Al die infusiediertjes zijn van trilharen voorzien, die hun voor alles dienen, zoowel voor de beweging, als voor de voeding en de ademhaling.

Deze wezens hebben als het ware het leven in ieder hunner deelen. Men kan somtijds een zoodanig diertje zich zien oplossen in deelen, die voortzwemmen als ware er niets geschied. Nadert men het water, waarin zij zwemmen, met een’ penneveer in ammoniak gedompeld, dan staat het diertje stil, maar blijft het de trilharen bewegen. Plotseling ontstaat er eene insnijding op een punt van den omtrek; deze wordt langzamerhand grooter, totdat het geheele dier als het ware opgelost is. Voegt men hier eenen droppel zuiver water bij, dan houdt de ontleding plotseling op, en wat er van het dier nog over is, begint zich weer te bewegen en te zwemmen, als ware er niets geschied.

Er zijn van die organismen, die na gedurende jaren op eenen zolder vergeten en verdroogd te zijn, na bevochtiging weder herleven.

Al die kleine wezens kunnen tot de oudste der planeet gerekend worden.
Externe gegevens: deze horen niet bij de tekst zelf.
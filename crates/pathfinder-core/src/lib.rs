//! Flight path adjustment around stationary and moving obstacles.
//!
//! [`adjust_path`] takes a waypoint list, current telemetry and obstacle
//! snapshots, and returns either `None` (the path is fine as is) or a revised
//! waypoint list whose detours respect the vehicle's turning radius and the
//! configured time budget.

pub mod config;
pub mod deadline;
pub mod error;
pub mod flyzone;
pub mod graph;
pub mod models;
pub mod obstacles;
pub mod route_engine;
pub mod search;
pub mod spatial;

pub use config::EngineConfig;
pub use deadline::{Deadline, DeadlineReached};
pub use error::{PathfinderError, PathfinderResult};
pub use models::{
    AdjustPathOptions, AdjustPathRequest, AdjustStats, AdjustedPath, Location, MovingObstacle,
    StationaryObstacle, Telemetry, Waypoint,
};
pub use obstacles::{AvoidZone, ObstacleField, TimeWindow};
pub use route_engine::{adjust_path, adjust_path_async};
pub use spatial::{LocalFrame, Point};
//! [`Context`]-related definitions.

use axum::{async_trait, extract::FromRequestParts, RequestPartsExt as _};
use axum_extra::{
    headers::{authorization::Bearer, Authorization},
    TypedHeader,
};
use service::{
    command::{self, Command as _},
    domain::user::session,
    policy::Caller,
};

use crate::{error::AccessError, AsError, Error, Service};

/// Context of an authorized HTTP API request.
///
/// Extracting it rejects the request with `UNAUTHORIZED` unless a valid
/// bearer token of an existing [`User`] is provided.
///
/// [`User`]: service::domain::User
#[derive(Clone, Debug)]
pub struct Context {
    /// [`Service`] instance.
    service: Service,

    /// [`Caller`] performing the request.
    caller: Caller,
}

impl Context {
    /// Returns [`Service`] instance of this [`Context`].
    #[must_use]
    pub const fn service(&self) -> &Service {
        &self.service
    }

    /// Returns the [`Caller`] performing the request.
    #[must_use]
    pub const fn caller(&self) -> Caller {
        self.caller
    }

    /// Authenticates the request described by the provided `parts`.
    ///
    /// # Errors
    ///
    /// Errors if the request is not authorized, or the provided token is
    /// invalid.
    async fn authenticate(
        service: &Service,
        parts: &mut http::request::Parts,
    ) -> Result<Caller, Error> {
        let TypedHeader(Authorization(bearer)) = parts
            .extract::<TypedHeader<Authorization<Bearer>>>()
            .await
            .map_err(AsError::into_error)?;

        #[expect(unsafe_code, reason = "specified in correct header")]
        let token =
            unsafe { session::Token::new_unchecked(bearer.token().to_owned()) };
        service
            .execute(command::AuthorizeUserSession { token })
            .await
            .map(Caller::from)
            .map_err(AsError::into_error)
    }
}

#[async_trait]
impl<S> FromRequestParts<S> for Context
where
    S: Send + Sync,
{
    type Rejection = Error;

    async fn from_request_parts(
        parts: &mut http::request::Parts,
        _: &S,
    ) -> Result<Self, Self::Rejection> {
        let service = parts
            .extensions
            .get::<Service>()
            .cloned()
            .ok_or_else(|| Error::internal(&"missing `Service` extension"))?;
        let caller = Self::authenticate(&service, parts).await?;

        Ok(Self { service, caller })
    }
}

impl AsError for command::authorize_user_session::ExecutionError {
    fn try_as_error(&self) -> Option<Error> {
        match self {
            Self::Db(e) => e.try_as_error(),
            Self::JsonWebTokenDecodeError(_) | Self::UserNotExists(_) => {
                Some(AccessError::Unauthorized.into())
            }
        }
    }
}
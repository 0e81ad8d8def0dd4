//! [`Hotel`] definitions.

#[cfg(doc)]
use common::DateTime;
use common::{unit, DateTimeOf};
use derive_more::{AsRef, Display, Error, From, FromStr, Into};
#[cfg(feature = "postgres")]
use postgres_types::{FromSql, ToSql};
use rust_decimal::Decimal;
use serde::{Deserialize, Serialize};
use uuid::Uuid;

use crate::domain::{review, user};

/// Hotel offering [`Room`]s for booking.
///
/// [`Room`]: crate::domain::Room
#[derive(Clone, Debug)]
pub struct Hotel {
    /// ID of this [`Hotel`].
    pub id: Id,

    /// ID of the [`User`] owning this [`Hotel`].
    ///
    /// [`User`]: crate::domain::User
    pub owner_id: user::Id,

    /// [`Name`] of this [`Hotel`].
    pub name: Name,

    /// [`Description`] of this [`Hotel`], if any.
    pub description: Option<Description>,

    /// [`City`] this [`Hotel`] is located in.
    pub city: City,

    /// [`Country`] this [`Hotel`] is located in.
    pub country: Country,

    /// [`Amenity`] labels of this [`Hotel`].
    pub amenities: Vec<Amenity>,

    /// Aggregated [`Rating`] of this [`Hotel`].
    pub rating: Rating,

    /// [`DateTime`] when this [`Hotel`] was created.
    pub created_at: CreationDateTime,
}

/// ID of a [`Hotel`].
#[derive(
    Clone,
    Copy,
    Debug,
    Default,
    Deserialize,
    Display,
    Eq,
    From,
    FromStr,
    Hash,
    Into,
    PartialEq,
    Serialize,
)]
#[cfg_attr(feature = "postgres", derive(ToSql, FromSql), postgres(transparent))]
pub struct Id(Uuid);

impl Id {
    /// Creates a new random [`Id`].
    #[must_use]
    pub fn new() -> Self {
        Self(Uuid::new_v4())
    }
}

/// Defines a validated string newtype of a [`Hotel`] attribute.
macro_rules! define_label {
    ($(#[$meta:meta])* $name:ident, $min:literal..=$max:literal) => {
        $(#[$meta])*
        #[derive(AsRef, Clone, Debug, Display, Eq, Hash, PartialEq, Serialize)]
        #[as_ref(str, String)]
        #[cfg_attr(
            feature = "postgres",
            derive(FromSql, ToSql),
            postgres(transparent)
        )]
        pub struct $name(String);

        impl $name {
            #[doc = concat!("Creates a new [`", stringify!($name), "`].")]
            ///
            /// # Safety
            ///
            /// The caller must ensure that the given `value` matches the
            /// format.
            #[expect(unsafe_code, reason = "bypass")]
            #[must_use]
            pub unsafe fn new_unchecked(value: impl Into<String>) -> Self {
                Self(value.into())
            }

            #[doc = concat!(
                "Creates a new [`", stringify!($name), "`] if the given ",
                "`value` is valid.",
            )]
            #[must_use]
            pub fn new(value: impl Into<String>) -> Option<Self> {
                let value = value.into();
                Self::check(&value).then_some(Self(value))
            }

            #[doc = concat!(
                "Checks whether the given `value` is a valid [`",
                stringify!($name), "`].",
            )]
            fn check(value: impl AsRef<str>) -> bool {
                let value = value.as_ref();
                let len = value.chars().count();
                value.trim() == value && ($min..=$max).contains(&len)
            }
        }

        impl FromStr for $name {
            type Err = &'static str;

            fn from_str(s: &str) -> Result<Self, Self::Err> {
                Self::new(s).ok_or(concat!("invalid `", stringify!($name), "`"))
            }
        }
    };
}

define_label!(
    /// Name of a [`Hotel`].
    Name, 2..=256
);

define_label!(
    /// Description of a [`Hotel`].
    Description, 1..=4096
);

define_label!(
    /// City a [`Hotel`] is located in.
    City, 2..=128
);

define_label!(
    /// Country a [`Hotel`] is located in.
    Country, 2..=128
);

define_label!(
    /// Amenity label of a [`Hotel`] (`wifi`, `pool`, etc).
    Amenity, 1..=64
);

/// Aggregated rating of a [`Hotel`] over all its [`Review`]s.
///
/// [`Review`]: crate::domain::Review
#[derive(Clone, Copy, Debug, Default, Eq, PartialEq)]
pub struct Rating {
    /// Mean of all the [`review::Score`]s, if any.
    pub average: Option<Decimal>,

    /// Number of [`review::Score`]s folded into the [`Rating::average`].
    pub total_reviews: u32,
}

impl Rating {
    /// [`Rating`] of a [`Hotel`] without any reviews.
    pub const NONE: Self = Self {
        average: None,
        total_reviews: 0,
    };

    /// Folds the provided [`review::Score`] into this [`Rating`].
    ///
    /// A zero `average` with no reviews is treated the same way as the
    /// absent one.
    ///
    /// # Errors
    ///
    /// With an [`InvalidRating`] if this [`Rating`] is not a mean of
    /// [`Rating::total_reviews`] scores.
    pub fn with_review(self, score: review::Score) -> Result<Self, InvalidRating> {
        let score = Decimal::from(score.get());

        let average = match (self.average, self.total_reviews) {
            (None, 0) => Decimal::ZERO,
            (Some(avg), 0) if avg.is_zero() => Decimal::ZERO,
            (Some(avg), n)
                if n > 0
                    && avg >= Decimal::from(review::Score::MIN)
                    && avg <= Decimal::from(review::Score::MAX) =>
            {
                avg
            }
            _ => return Err(InvalidRating(self)),
        };
        let total_reviews =
            self.total_reviews.checked_add(1).ok_or(InvalidRating(self))?;

        let sum = average
            .checked_mul(Decimal::from(self.total_reviews))
            .and_then(|s| s.checked_add(score))
            .ok_or(InvalidRating(self))?;
        let average = sum
            .checked_div(Decimal::from(total_reviews))
            .ok_or(InvalidRating(self))?
            .normalize();

        Ok(Self {
            average: Some(average),
            total_reviews,
        })
    }
}

/// Error of a malformed [`Rating`].
#[derive(Clone, Copy, Debug, Display, Error)]
#[display("malformed `Rating`: {_0:?}")]
pub struct InvalidRating(#[error(not(source))] pub Rating);

/// [`DateTime`] when a [`Hotel`] was created.
pub type CreationDateTime = DateTimeOf<(Hotel, unit::Creation)>;

#[cfg(test)]
mod spec {
    use rust_decimal::Decimal;

    use crate::domain::review::Score;

    use super::{Amenity, City, Name, Rating};

    fn score(n: u8) -> Score {
        Score::new(n).unwrap()
    }

    #[test]
    fn validates_labels() {
        assert!(Name::new("Grand Budapest").is_some());
        assert!(Name::new("G").is_none());
        assert!(City::new("Rome").is_some());
        assert!(City::new(" Rome").is_none());
        assert!(Amenity::new("wifi").is_some());
        assert!(Amenity::new("").is_none());
    }

    #[test]
    fn converges_to_mean() {
        let rating = [4, 5, 3].into_iter().try_fold(Rating::NONE, |r, n| {
            r.with_review(score(n))
        });

        assert_eq!(
            rating.unwrap(),
            Rating {
                average: Some(Decimal::from(4)),
                total_reviews: 3,
            },
        );
    }

    #[test]
    fn seeds_from_zero_average() {
        let seed = Rating {
            average: Some(Decimal::ZERO),
            total_reviews: 0,
        };

        let rating = seed.with_review(score(5)).unwrap();

        assert_eq!(rating.average, Some(Decimal::from(5)));
        assert_eq!(rating.total_reviews, 1);
    }

    #[test]
    fn keeps_fractional_mean() {
        let rating = Rating::NONE
            .with_review(score(4))
            .and_then(|r| r.with_review(score(5)))
            .unwrap();

        assert_eq!(rating.average, Some(Decimal::new(45, 1)));
        assert_eq!(rating.total_reviews, 2);
    }

    #[test]
    fn rejects_malformed() {
        for malformed in [
            Rating {
                average: None,
                total_reviews: 2,
            },
            Rating {
                average: Some(Decimal::from(3)),
                total_reviews: 0,
            },
            Rating {
                average: Some(Decimal::from(7)),
                total_reviews: 1,
            },
            Rating {
                average: Some(Decimal::ZERO),
                total_reviews: 4,
            },
        ] {
            assert!(malformed.with_review(score(3)).is_err(), "{malformed:?}");
        }
    }
}
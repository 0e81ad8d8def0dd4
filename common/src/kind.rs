//! Macros for defining kind enums.

/// Macro for defining a kind enum.
///
/// Each variant is backed by a [`u8`] value (stored in the database as
/// `INT2`) and represented as a `snake_case` string everywhere else.
///
/// Requires the `serde` feature of this crate and a direct `serde` dependency
/// in the crate invoking this macro.
///
/// # Example
///
/// ```rust,ignore
/// use common::define_kind;
///
/// define_kind! {
///     #[doc = "Shape kind."]
///     enum Kind {
///         #[doc = "A cube"]
///         Cube = 1,
///
///         #[doc = "A sphere"]
///         Sphere = 2,
///     }
/// }
///
/// assert_eq!(Kind::Sphere.to_string(), "sphere");
/// assert_eq!(Kind::from_u8(1), Some(Kind::Cube));
/// ```
#[expect(clippy::module_name_repetitions, reason = "more readable")]
#[macro_export]
macro_rules! define_kind {
    (
        #[doc = $doc:literal]
        enum $name:ident {
            $(
                #[doc = $variant_doc:literal]
                $variant:ident = $value:expr
            ),* $(,)?
        }
    ) => {
        #[derive(
            Clone,
            Copy,
            Debug,
            $crate::private::strum::Display,
            $crate::private::strum::EnumString,
            Eq,
            Hash,
            PartialEq,
            $crate::private::serde::Deserialize,
            $crate::private::serde::Serialize,
        )]
        #[serde(rename_all = "snake_case")]
        #[doc = $doc]
        #[repr(u8)]
        #[strum(serialize_all = "snake_case")]
        pub enum $name {
            $(
                 #[doc = $variant_doc]
                 $variant = $value,
            )*
        }

        impl $name {
            /// Converts this into its [`u8`] representation.
            #[must_use]
            pub const fn u8(self) -> u8 {
                self as u8
            }

            /// Parses this from its [`u8`] representation.
            #[must_use]
            pub fn from_u8(value: u8) -> Option<Self> {
                match value {
                    $(
                        v if Self::$variant.u8() == v => Some(Self::$variant),
                    )*
                    _ => None,
                }
            }
        }

        #[cfg(feature = "postgres")]
        impl<'a> $crate::private::postgres_types::FromSql<'a> for $name {
            $crate::private::postgres_types::accepts!(INT2);

            fn from_sql(
                ty: &$crate::private::postgres_types::Type,
                raw: &[u8],
            ) -> Result<
                $name,
                Box<dyn ::std::error::Error
                    + ::core::marker::Sync
                    + ::core::marker::Send>,
            > {
                let v = u8::try_from(
                    <i16 as $crate::private::postgres_types::FromSql>::from_sql(
                        ty, raw,
                    )?,
                )?;
                Self::from_u8(v).ok_or_else(|| ::std::format!(
                    "invalid `{}` value: {v}",
                    ::core::stringify!($name),
                ).into())
            }
        }

        #[cfg(feature = "postgres")]
        impl $crate::private::postgres_types::ToSql for $name {
            $crate::private::postgres_types::accepts!(INT2);
            $crate::private::postgres_types::to_sql_checked!();

            fn to_sql(
                &self,
                ty: &$crate::private::postgres_types::Type,
                w: &mut $crate::private::postgres_types::private::BytesMut,
            ) -> Result<
                $crate::private::postgres_types::IsNull,
                ::std::boxed::Box<
                    dyn ::std::error::Error
                        + ::core::marker::Sync
                        + ::core::marker::Send
                >,
            > {
                <i16 as $crate::private::postgres_types::ToSql>::to_sql(
                    &i16::from(self.u8()),
                    ty,
                    w,
                )
            }
        }
    };
}
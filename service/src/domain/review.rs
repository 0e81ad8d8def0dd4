//! [`Review`] definitions.

#[cfg(doc)]
use common::DateTime;
use common::{unit, DateTimeOf};
use derive_more::{AsRef, Display, From, FromStr, Into};
#[cfg(feature = "postgres")]
use postgres_types::{FromSql, ToSql};
use serde::{Deserialize, Serialize};
use uuid::Uuid;

use crate::domain::{booking, hotel, user};
#[cfg(doc)]
use crate::domain::{Booking, Hotel, User};

/// Review of a [`Hotel`] left by a [`User`] after the stay.
#[derive(Clone, Debug)]
pub struct Review {
    /// ID of this [`Review`].
    pub id: Id,

    /// ID of the [`User`] who left this [`Review`].
    pub user_id: user::Id,

    /// ID of the reviewed [`Booking`].
    ///
    /// Single [`User`] may review a [`Booking`] only once.
    pub booking_id: booking::Id,

    /// ID of the reviewed [`Hotel`].
    pub hotel_id: hotel::Id,

    /// [`Score`] given by this [`Review`].
    pub score: Score,

    /// [`Comment`] of this [`Review`], if any.
    pub comment: Option<Comment>,

    /// [`DateTime`] when this [`Review`] was created.
    pub created_at: CreationDateTime,
}

/// ID of a [`Review`].
#[derive(
    Clone,
    Copy,
    Debug,
    Default,
    Deserialize,
    Display,
    Eq,
    From,
    FromStr,
    Hash,
    Into,
    PartialEq,
    Serialize,
)]
#[cfg_attr(feature = "postgres", derive(ToSql, FromSql), postgres(transparent))]
pub struct Id(Uuid);

impl Id {
    /// Creates a new random [`Id`].
    #[must_use]
    pub fn new() -> Self {
        Self(Uuid::new_v4())
    }
}

/// Score of a [`Review`], from [`Score::MIN`] to [`Score::MAX`] stars.
#[derive(
    Clone, Copy, Debug, Display, Eq, Hash, Into, Ord, PartialEq, PartialOrd,
)]
pub struct Score(u8);

impl Score {
    /// Lowest possible [`Score`].
    pub const MIN: u8 = 1;

    /// Highest possible [`Score`].
    pub const MAX: u8 = 5;

    /// Creates a new [`Score`] if the given `stars` are in range.
    #[must_use]
    pub const fn new(stars: u8) -> Option<Self> {
        if stars >= Self::MIN && stars <= Self::MAX {
            Some(Self(stars))
        } else {
            None
        }
    }

    /// Returns the number of stars of this [`Score`].
    #[must_use]
    pub const fn get(self) -> u8 {
        self.0
    }
}

/// Free-form comment of a [`Review`].
#[derive(AsRef, Clone, Debug, Display, Eq, PartialEq, Serialize)]
#[as_ref(str, String)]
#[cfg_attr(feature = "postgres", derive(FromSql, ToSql), postgres(transparent))]
pub struct Comment(String);

impl Comment {
    /// Creates a new [`Comment`] if the given `text` is valid.
    #[must_use]
    pub fn new(text: impl Into<String>) -> Option<Self> {
        let text = text.into();
        Self::check(&text).then_some(Self(text))
    }

    /// Checks whether the given `text` is a valid [`Comment`].
    fn check(text: impl AsRef<str>) -> bool {
        let text = text.as_ref();
        !text.trim().is_empty() && text.len() <= 4096
    }
}

impl FromStr for Comment {
    type Err = &'static str;

    fn from_str(s: &str) -> Result<Self, Self::Err> {
        Self::new(s).ok_or("invalid `Comment`")
    }
}

/// [`DateTime`] when a [`Review`] was created.
pub type CreationDateTime = DateTimeOf<(Review, unit::Creation)>;

#[cfg(test)]
mod spec {
    use super::{Comment, Score};

    #[test]
    fn score_is_bounded() {
        assert!(Score::new(0).is_none());
        assert!(Score::new(6).is_none());
        for stars in 1..=5 {
            assert_eq!(Score::new(stars).map(Score::get), Some(stars));
        }
    }

    #[test]
    fn comment_is_not_blank() {
        assert!(Comment::new("Lovely stay").is_some());
        assert!(Comment::new("   ").is_none());
    }
}
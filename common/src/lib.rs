//! Common definitions.
//!
//! List of available Cargo features:
#![doc = document_features::document_features!()]
#![deny(
    nonstandard_style,
    rust_2018_idioms,
    rustdoc::all,
    trivial_casts,
    trivial_numeric_casts,
    unsafe_code
)]
#![forbid(non_ascii_idents)]
#![warn(
    clippy::allow_attributes,
    clippy::allow_attributes_without_reason,
    clippy::pedantic,
    clippy::wildcard_enum_match_arm,
    deprecated_in_future,
    missing_copy_implementations,
    missing_debug_implementations,
    missing_docs,
    unreachable_pub,
    unused_crate_dependencies,
    unused_import_braces,
    unused_labels,
    unused_lifetimes,
    unused_qualifications,
    unused_results
)]

pub mod date;
pub mod datetime;
pub mod handler;
mod kind;
pub mod money;
pub mod operations;
pub mod unit;

pub use self::{
    date::Date,
    datetime::{DateTime, DateTimeOf},
    handler::Handler,
    money::Money,
};

#[doc(hidden)]
pub mod private {
    //! Private definitions used by macros.

    #[cfg(feature = "postgres")]
    pub use postgres_types;
    #[cfg(feature = "serde")]
    pub use serde;
    pub use strum;
}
Op alle breedten en op iedere diepte vindt men in onmetelijke banken versteende foraminiferen. De steengroeven van Gentilly bevatten er wel 20 milliard op eenen cubieken meter! Indien wij een huis voorbijgaan, dat afgebroken, of een gebouw, dat opgetrokken wordt, dan ademen wij in de stofwolk, die ons tegemoet waait, duizenden van die diertjes in. Die oneindig kleine wezens hebben eilanden en bergen gebouwd, en eene meer belangrijke rol gespeeld bij de vorming der aarde dan de grootste en schijnbaar belangrijkste dieren. Die kleine wezens zullen ons in het volgende hoofdstuk onderrichten over de geschiedenis van het leven op onze planeet; thans was het ons slechts te doen, den oorsprong van het leven vast te stellen.

Geven wij dus in korte trekken het vorige weer: Wij kennen thans den oorsprong van het leven op aarde; wij weten, dat alle levende wezens, en ook de mensch, met elkander verwant zijn en aan dien oorsprong hun bestaan ontleenen; wij weten ook, dat die oorsprong eene nederige organische stof is, het gevolg van de physisch-chemische omstandigheden, die haar het aanzijn geschonken hebben; wij weten ten slotte, dat de wet van den vooruitgang de geheele schepping beheerscht.